Last year the BBC Complaints department responded to complaints concerning the lack of BBC coverage of terrorist missile fire from the Gaza Strip by claiming that “it was very hard for journalists in Gaza to get to see rockets being fired out” and by citing a filmed report by Orla Guerin from August 12th 2014 as support for the claim that it did in fact report “on allegations that Hamas and other militants put Palestinian civilian lives at risk by operating from residential areas, as well as launching rockets near schools and hospitals”.BBC Trust

Earlier this year the BBC Trust’s ESC produced a decidedly tortured and self-contradicting verdict rejecting complaints from members of the public about a statement made by Orla Guerin in that same filmed report from Gaza in which she said that there was “no evidence” to support the claim that civilians in the Gaza Strip were being used as human shields.

The Israeli newspaper Ha’aretz recently published an article by Polish Radio’s foreign correspondent Wojciech Cegielski in which he recounts some of his own experiences whilst in the Gaza Strip last summer.

“Yes, Israel bombed Palestinian houses in Gaza. But Hamas is also to blame for its cruel and selfish game against its own people. I do not have hard evidence, but for me, spending a month in the middle of this hell, it was obvious that they were breaking international rules of war and worst of all, were not afraid to use their own citizens as living shields.

The first incident happened late in the evening. I was in the bathroom when I’ve heard a loud rocket noise and my Spanish colleague, a journalist who was renting a flat with me near the Gaza beach, started to scream. He wanted to light a cigarette and came to one of the open windows. The moment he was using his lighter, he saw a fireball in front of his eyes and lost his hearing.

From what our neighbors told us later, a man drove up in a pickup to our tiny street. He placed a rocket launcher outside and fired. But the rocket failed to go upwards and flew along the street at ground level for a long time before destroying a building. It was a miracle that nobody was hurt or killed.

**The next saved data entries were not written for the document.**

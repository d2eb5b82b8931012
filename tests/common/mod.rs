#![allow(dead_code)]

use std::collections::VecDeque;
use std::sync::{Arc, Mutex};
use std::time::Duration;

use async_trait::async_trait;
use chrono::{Duration as ChronoDuration, Utc};
use tokio::sync::Notify;
use uuid::Uuid;

use courier::config::WorkerConfig;
use courier::model::{
	DeliveryStatus, Domain, Message, MessageStatus, MessageType, Suppression, SuppressionReason,
	Webhook, WebhookDelivery, normalize_address,
};
use courier::smtp::{DkimKey, Mailer, SendOutcome, SendRequest, SmtpFailure};
use courier::store::{MailStore, StoreError};

pub fn worker_config(max_retries: u32) -> WorkerConfig {
	WorkerConfig {
		concurrency: 2,
		max_retries,
		retry_delay: Duration::from_millis(1),
		poll_interval: Duration::from_millis(50),
		max_webhook_retries: 5,
		visibility_timeout: Duration::from_secs(1),
		shutdown_grace: Duration::from_secs(1),
		dkim_cache_ttl: Duration::from_secs(60),
		debug: false,
	}
}

/// Pokes the worker the way the poller would until `done` holds.
pub async fn drive_until(wake: &Notify, mut done: impl FnMut() -> bool) {
	for _ in 0..100 {
		if done() {
			return;
		}
		wake.notify_one();
		tokio::time::sleep(Duration::from_millis(50)).await;
	}
	panic!("condition not reached within 5s");
}

#[derive(Default)]
struct Inner {
	messages: Vec<Message>,
	suppressions: Vec<Suppression>,
	domains: Vec<Domain>,
	webhooks: Vec<Webhook>,
	deliveries: Vec<WebhookDelivery>,
}

/// In-memory stand-in for the Postgres store, substituting through the
/// `MailStore` seam. Mirrors the production claim and terminal-guard
/// semantics, including the 30-second delivery re-claim guard.
#[derive(Default)]
pub struct MemoryStore {
	inner: Mutex<Inner>,
}

impl MemoryStore {
	pub fn new() -> Arc<Self> {
		Arc::new(Self::default())
	}

	pub fn seed_message(&self, api_key_id: Uuid, from: &str, to: &str) -> Message {
		let message = Message {
			id: Uuid::new_v4(),
			api_key_id,
			idempotency_key: None,
			kind: MessageType::Email,
			status: MessageStatus::Queued,
			from_address: normalize_address(from),
			to_address: normalize_address(to),
			subject: Some("Integration Test".into()),
			body: Some("Hello recipient".into()),
			html_body: None,
			metadata: serde_json::json!({}),
			attempts: 0,
			failure_reason: None,
			created_at: Utc::now(),
			claimed_at: None,
			sent_at: None,
			delivered_at: None,
			failed_at: None,
		};
		self.inner
			.lock()
			.expect("store lock")
			.messages
			.push(message.clone());
		message
	}

	pub fn seed_suppression(&self, api_key_id: Uuid, email: &str, reason: SuppressionReason) {
		let suppression = Suppression {
			id: Uuid::new_v4(),
			api_key_id,
			email: normalize_address(email),
			reason,
			created_at: Utc::now(),
		};
		self.inner
			.lock()
			.expect("store lock")
			.suppressions
			.push(suppression);
	}

	pub fn seed_webhook(&self, api_key_id: Uuid, url: &str, events: &[&str]) -> Webhook {
		let webhook = Webhook {
			id: Uuid::new_v4(),
			api_key_id,
			url: url.to_string(),
			events: events.iter().map(|e| e.to_string()).collect(),
			secret: "whsec_test".into(),
			active: true,
			created_at: Utc::now(),
		};
		self.inner
			.lock()
			.expect("store lock")
			.webhooks
			.push(webhook.clone());
		webhook
	}

	pub fn deactivate_webhook(&self, id: Uuid) {
		let mut inner = self.inner.lock().expect("store lock");
		if let Some(webhook) = inner.webhooks.iter_mut().find(|w| w.id == id) {
			webhook.active = false;
		}
	}

	pub fn remove_webhook(&self, id: Uuid) {
		self.inner
			.lock()
			.expect("store lock")
			.webhooks
			.retain(|w| w.id != id);
	}

	pub fn seed_delivery(&self, webhook_id: Uuid, event: &str, payload: serde_json::Value) -> Uuid {
		let delivery = WebhookDelivery {
			id: Uuid::new_v4(),
			webhook_id,
			message_id: None,
			event: event.to_string(),
			payload,
			status: DeliveryStatus::Pending,
			attempts: 0,
			last_attempt_at: None,
			created_at: Utc::now(),
		};
		let id = delivery.id;
		self.inner
			.lock()
			.expect("store lock")
			.deliveries
			.push(delivery);
		id
	}

	pub fn message(&self, id: Uuid) -> Message {
		self.inner
			.lock()
			.expect("store lock")
			.messages
			.iter()
			.find(|m| m.id == id)
			.expect("message exists")
			.clone()
	}

	pub fn delivery(&self, id: Uuid) -> WebhookDelivery {
		self.inner
			.lock()
			.expect("store lock")
			.deliveries
			.iter()
			.find(|d| d.id == id)
			.expect("delivery exists")
			.clone()
	}

	pub fn deliveries(&self) -> Vec<WebhookDelivery> {
		self.inner.lock().expect("store lock").deliveries.clone()
	}

	pub fn suppressions(&self) -> Vec<Suppression> {
		self.inner.lock().expect("store lock").suppressions.clone()
	}

	/// Ages every pending delivery past the re-claim guard, standing in for
	/// the wall-clock the production store consults.
	pub fn expire_delivery_guard(&self) {
		let mut inner = self.inner.lock().expect("store lock");
		for delivery in &mut inner.deliveries {
			if delivery.status == DeliveryStatus::Pending && delivery.last_attempt_at.is_some() {
				delivery.last_attempt_at = Some(Utc::now() - ChronoDuration::seconds(31));
			}
		}
	}
}

#[async_trait]
impl MailStore for MemoryStore {
	async fn claim_next_message(&self) -> Result<Option<Message>, StoreError> {
		let mut inner = self.inner.lock().expect("store lock");
		let claimed = inner
			.messages
			.iter_mut()
			.filter(|m| m.status == MessageStatus::Queued)
			.min_by_key(|m| m.created_at);
		Ok(claimed.map(|message| {
			message.status = MessageStatus::Processing;
			message.claimed_at = Some(Utc::now());
			message.clone()
		}))
	}

	async fn mark_message_sent(&self, id: Uuid) -> Result<bool, StoreError> {
		let mut inner = self.inner.lock().expect("store lock");
		Ok(inner
			.messages
			.iter_mut()
			.find(|m| m.id == id && m.status == MessageStatus::Processing)
			.map(|m| {
				m.status = MessageStatus::Sent;
				m.sent_at = Some(Utc::now());
				m.claimed_at = None;
			})
			.is_some())
	}

	async fn requeue_message(
		&self,
		id: Uuid,
		attempts: i32,
		reason: &str,
	) -> Result<bool, StoreError> {
		let mut inner = self.inner.lock().expect("store lock");
		Ok(inner
			.messages
			.iter_mut()
			.find(|m| m.id == id && m.status == MessageStatus::Processing)
			.map(|m| {
				m.status = MessageStatus::Queued;
				m.attempts = attempts;
				m.failure_reason = Some(reason.to_string());
				m.claimed_at = None;
			})
			.is_some())
	}

	async fn mark_message_failed(
		&self,
		id: Uuid,
		attempts: i32,
		reason: &str,
	) -> Result<bool, StoreError> {
		let mut inner = self.inner.lock().expect("store lock");
		Ok(inner
			.messages
			.iter_mut()
			.find(|m| m.id == id && m.status == MessageStatus::Processing)
			.map(|m| {
				m.status = MessageStatus::Failed;
				m.attempts = attempts;
				m.failure_reason = Some(reason.to_string());
				m.failed_at = Some(Utc::now());
				m.claimed_at = None;
			})
			.is_some())
	}

	async fn mark_message_rejected(&self, id: Uuid, reason: &str) -> Result<bool, StoreError> {
		let mut inner = self.inner.lock().expect("store lock");
		Ok(inner
			.messages
			.iter_mut()
			.find(|m| m.id == id && m.status == MessageStatus::Processing)
			.map(|m| {
				m.status = MessageStatus::Rejected;
				m.failure_reason = Some(reason.to_string());
				m.failed_at = Some(Utc::now());
				m.claimed_at = None;
			})
			.is_some())
	}

	async fn release_stalled_messages(&self, older_than: Duration) -> Result<u64, StoreError> {
		let cutoff = Utc::now()
			- ChronoDuration::from_std(older_than).unwrap_or(ChronoDuration::seconds(0));
		let mut inner = self.inner.lock().expect("store lock");
		let mut released = 0;
		for message in &mut inner.messages {
			if message.status == MessageStatus::Processing
				&& message.claimed_at.is_some_and(|at| at < cutoff)
			{
				message.status = MessageStatus::Queued;
				message.claimed_at = None;
				released += 1;
			}
		}
		Ok(released)
	}

	async fn suppression(
		&self,
		api_key_id: Uuid,
		email: &str,
	) -> Result<Option<Suppression>, StoreError> {
		let email = normalize_address(email);
		let inner = self.inner.lock().expect("store lock");
		Ok(inner
			.suppressions
			.iter()
			.find(|s| s.api_key_id == api_key_id && s.email == email)
			.cloned())
	}

	async fn upsert_suppression(
		&self,
		api_key_id: Uuid,
		email: &str,
		reason: SuppressionReason,
	) -> Result<Suppression, StoreError> {
		let email = normalize_address(email);
		let mut inner = self.inner.lock().expect("store lock");
		if let Some(existing) = inner
			.suppressions
			.iter_mut()
			.find(|s| s.api_key_id == api_key_id && s.email == email)
		{
			existing.reason = reason;
			return Ok(existing.clone());
		}
		let suppression = Suppression {
			id: Uuid::new_v4(),
			api_key_id,
			email,
			reason,
			created_at: Utc::now(),
		};
		inner.suppressions.push(suppression.clone());
		Ok(suppression)
	}

	async fn sending_domain(
		&self,
		api_key_id: Uuid,
		domain: &str,
	) -> Result<Option<Domain>, StoreError> {
		let domain = domain.to_ascii_lowercase();
		let inner = self.inner.lock().expect("store lock");
		Ok(inner
			.domains
			.iter()
			.find(|d| d.api_key_id == api_key_id && d.domain == domain)
			.cloned())
	}

	async fn active_webhooks(&self, api_key_id: Uuid) -> Result<Vec<Webhook>, StoreError> {
		let inner = self.inner.lock().expect("store lock");
		Ok(inner
			.webhooks
			.iter()
			.filter(|w| w.api_key_id == api_key_id && w.active)
			.cloned()
			.collect())
	}

	async fn webhook(&self, id: Uuid) -> Result<Option<Webhook>, StoreError> {
		let inner = self.inner.lock().expect("store lock");
		Ok(inner.webhooks.iter().find(|w| w.id == id).cloned())
	}

	async fn enqueue_webhook_delivery(
		&self,
		webhook_id: Uuid,
		message_id: Option<Uuid>,
		event: &str,
		payload: &serde_json::Value,
	) -> Result<WebhookDelivery, StoreError> {
		let delivery = WebhookDelivery {
			id: Uuid::new_v4(),
			webhook_id,
			message_id,
			event: event.to_string(),
			payload: payload.clone(),
			status: DeliveryStatus::Pending,
			attempts: 0,
			last_attempt_at: None,
			created_at: Utc::now(),
		};
		self.inner
			.lock()
			.expect("store lock")
			.deliveries
			.push(delivery.clone());
		Ok(delivery)
	}

	async fn claim_next_webhook_delivery(&self) -> Result<Option<WebhookDelivery>, StoreError> {
		let guard_cutoff = Utc::now() - ChronoDuration::seconds(30);
		let mut inner = self.inner.lock().expect("store lock");
		let claimed = inner
			.deliveries
			.iter_mut()
			.filter(|d| {
				d.status == DeliveryStatus::Pending
					&& d.last_attempt_at.is_none_or(|at| at < guard_cutoff)
			})
			.min_by_key(|d| d.created_at);
		Ok(claimed.map(|delivery| {
			delivery.attempts += 1;
			delivery.last_attempt_at = Some(Utc::now());
			delivery.clone()
		}))
	}

	async fn mark_delivery_delivered(&self, id: Uuid) -> Result<bool, StoreError> {
		let mut inner = self.inner.lock().expect("store lock");
		Ok(inner
			.deliveries
			.iter_mut()
			.find(|d| d.id == id && d.status == DeliveryStatus::Pending)
			.map(|d| d.status = DeliveryStatus::Delivered)
			.is_some())
	}

	async fn mark_delivery_failed(&self, id: Uuid) -> Result<bool, StoreError> {
		let mut inner = self.inner.lock().expect("store lock");
		Ok(inner
			.deliveries
			.iter_mut()
			.find(|d| d.id == id && d.status == DeliveryStatus::Pending)
			.map(|d| d.status = DeliveryStatus::Failed)
			.is_some())
	}
}

/// Transport fake with a scripted outcome per attempt; once the script is
/// exhausted every further send succeeds.
pub struct FakeMailer {
	script: Mutex<VecDeque<Result<(), SmtpFailure>>>,
	sent: Mutex<Vec<SendRequest>>,
}

impl FakeMailer {
	pub fn scripted(outcomes: Vec<Result<(), SmtpFailure>>) -> Arc<Self> {
		Arc::new(Self {
			script: Mutex::new(outcomes.into()),
			sent: Mutex::new(Vec::new()),
		})
	}

	pub fn always_ok() -> Arc<Self> {
		Self::scripted(Vec::new())
	}

	pub fn attempts(&self) -> usize {
		self.sent.lock().expect("mailer lock").len()
	}

	pub fn requests(&self) -> Vec<SendRequest> {
		self.sent.lock().expect("mailer lock").clone()
	}
}

#[async_trait]
impl Mailer for FakeMailer {
	async fn send(
		&self,
		request: &SendRequest,
		_dkim: Option<&DkimKey>,
	) -> Result<SendOutcome, SmtpFailure> {
		self.sent.lock().expect("mailer lock").push(request.clone());
		match self.script.lock().expect("mailer lock").pop_front() {
			None | Some(Ok(())) => Ok(SendOutcome {
				smtp_id: format!("<{}>", request.message_id),
			}),
			Some(Err(failure)) => Err(failure),
		}
	}
}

When we calmed down, we started to analyze the situation. It became obvious that the man or his supervisor wanted the Israel Defense Forces to destroy civilian houses, which our tiny street was full of. Whoever it was, Hamas, Iz al-Din al-Qassam or others, they knew that the IDF can strike back at the same place from which the rocket was fired. Fortunately for us, the rocket missed its target in Israel.

The second story happened in the middle of the day. I was sitting with other journalists in a cafe outside one of the hotels near the beach. During wartime, these hotels are occupied by foreign press and some NGOs. Every hotel is full and in its cafes many journalists spend their time discussing, writing, editing stories or just recharging the phones. Suddenly I saw a man firing a rocket from between the hotels. It was obvious that we journalists became a target. If the IDF would strike back, we all would be dead. What would Hamas do? It would not be surprising to hear about the “cruel Zionist regime killing innocent and free press.”

For me, provoking is also creating living shields.”

Mr Cegielski’s testimony joins the many others provided by foreign reporters who were working in the Gaza Strip at the same time as unprecedented numbers of BBC journalists. Curiously, the BBC would have us believe that its own staff somehow failed to witness what so many others have already described and it continues to clutch at a definition of human shields which does not stand up to scrutiny.